--- Exercise data ---

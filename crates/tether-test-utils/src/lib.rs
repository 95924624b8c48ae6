//! Test utilities for Tether.
//!
//! With the `mock` feature this crate provides a fake native toolkit that
//! records every call the engine makes into it, so tests can assert on
//! create/destroy ordering, coalesced flag writes and the like without a
//! real windowing system.
//!
//! # Example
//!
//! ```rust
//! # #[cfg(feature = "mock")]
//! # {
//! use std::sync::Arc;
//! use tether_native::{Control, EngineConfig, Environment};
//! use tether_test_utils::{MockBackend, MockWidget};
//!
//! let env = Environment::new(EngineConfig::default()).unwrap();
//! let backend = Arc::new(MockBackend::new());
//! let mut edit = Control::new(&env, MockWidget::new(&backend));
//! let text = edit.register_value(MockWidget::text_slot());
//!
//! edit.set(text, "hello".to_string()).unwrap();
//! edit.create_handle().unwrap();
//!
//! assert_eq!(backend.count_creates(), 1);
//! assert_eq!(edit.handle().unwrap().text(), "hello");
//! # }
//! ```

#[cfg(feature = "mock")]
pub mod mock_native;

#[cfg(feature = "mock")]
pub use mock_native::*;

/// Route engine logs through the test harness.
pub fn init_test_logging() {
    tether_core::logging::init_for_tests();
}
//! Error types for handle, slot and id operations.

use std::borrow::Cow;
use std::fmt;
use std::panic::Location;

/// Errors raised by the handle engine.
///
/// Every variant is fatal: the engine never retries and never catches its
/// own errors. A marshaling boundary above the adapters is expected to turn
/// them into caller-visible codes.
#[derive(Debug, Clone)]
pub enum HandleError {
    /// The operation is not valid in the current state (double create,
    /// destroy while absent, native access while not backed, missing owner).
    InvalidOperation {
        /// What went wrong.
        message: Cow<'static, str>,
        /// Call site that raised the error.
        origin: &'static Location<'static>,
    },

    /// A scarce resource ran out.
    ResourceExhausted {
        /// Name of the exhausted resource.
        resource: &'static str,
        /// Call site that raised the error.
        origin: &'static Location<'static>,
    },

    /// An adapter factory hook failed to build or drive the native resource.
    Native {
        /// Message reported by the adapter.
        message: String,
    },
}

impl HandleError {
    /// Build an [`HandleError::InvalidOperation`] tagged with the caller's location.
    #[track_caller]
    pub fn invalid_operation(message: impl Into<Cow<'static, str>>) -> Self {
        HandleError::InvalidOperation {
            message: message.into(),
            origin: Location::caller(),
        }
    }

    /// Build an [`HandleError::ResourceExhausted`] tagged with the caller's location.
    #[track_caller]
    pub fn exhausted(resource: &'static str) -> Self {
        HandleError::ResourceExhausted {
            resource,
            origin: Location::caller(),
        }
    }

    /// Build an [`HandleError::Native`] from an adapter message.
    pub fn native(message: impl Into<String>) -> Self {
        HandleError::Native {
            message: message.into(),
        }
    }

    /// Always `true`; kept so boundary code can branch on it explicitly.
    pub fn is_fatal(&self) -> bool {
        true
    }

    /// Returns true for [`HandleError::InvalidOperation`].
    pub fn is_invalid_operation(&self) -> bool {
        matches!(self, HandleError::InvalidOperation { .. })
    }

    /// Returns true for [`HandleError::ResourceExhausted`].
    pub fn is_exhausted(&self) -> bool {
        matches!(self, HandleError::ResourceExhausted { .. })
    }

    /// Source location that raised the error, when known.
    pub fn origin(&self) -> Option<&'static Location<'static>> {
        match self {
            HandleError::InvalidOperation { origin, .. }
            | HandleError::ResourceExhausted { origin, .. } => Some(origin),
            HandleError::Native { .. } => None,
        }
    }
}

impl fmt::Display for HandleError {
    fn fmt(&self, f: &mut fmt::Formatter<'_>) -> fmt::Result {
        match self {
            HandleError::InvalidOperation { message, origin } => {
                write!(f, "Invalid operation: {} (at {})", message, origin)
            }
            HandleError::ResourceExhausted { resource, origin } => {
                write!(f, "Resource exhausted: {} (at {})", resource, origin)
            }
            HandleError::Native { message } => write!(f, "Native error: {}", message),
        }
    }
}

impl std::error::Error for HandleError {}

/// Result type for handle operations.
pub type HandleResult<T> = Result<T, HandleError>;

#[cfg(test)]
mod tests {
    use super::*;

    #[test]
    fn test_invalid_operation_records_caller() {
        let line = line!() + 1;
        let err = HandleError::invalid_operation("handle is not created");
        let origin = err.origin().expect("origin is recorded");
        assert_eq!(origin.line(), line);
        assert!(origin.file().ends_with("error.rs"));
        assert!(err.is_invalid_operation());
        assert!(err.is_fatal());
    }

    #[test]
    fn test_display() {
        let err = HandleError::exhausted("native command ids");
        let text = err.to_string();
        assert!(text.starts_with("Resource exhausted: native command ids"));

        let err = HandleError::native("CreateWindowEx failed");
        assert_eq!(err.to_string(), "Native error: CreateWindowEx failed");
        assert!(err.origin().is_none());
    }
}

---

» **What you will do**
Please transcribe exactly the lines above from the line that has "use std::fmt;" up to and including the line that has "expected to turn"; no other line belongs in the answer.

» **Task solution**
use std::fmt;
use std::panic::Location;

/// Errors raised by the handle engine.
///
/// Every variant is fatal: the engine never retries and never catches its
/// own errors. A marshaling boundary above the adapters is expected to turn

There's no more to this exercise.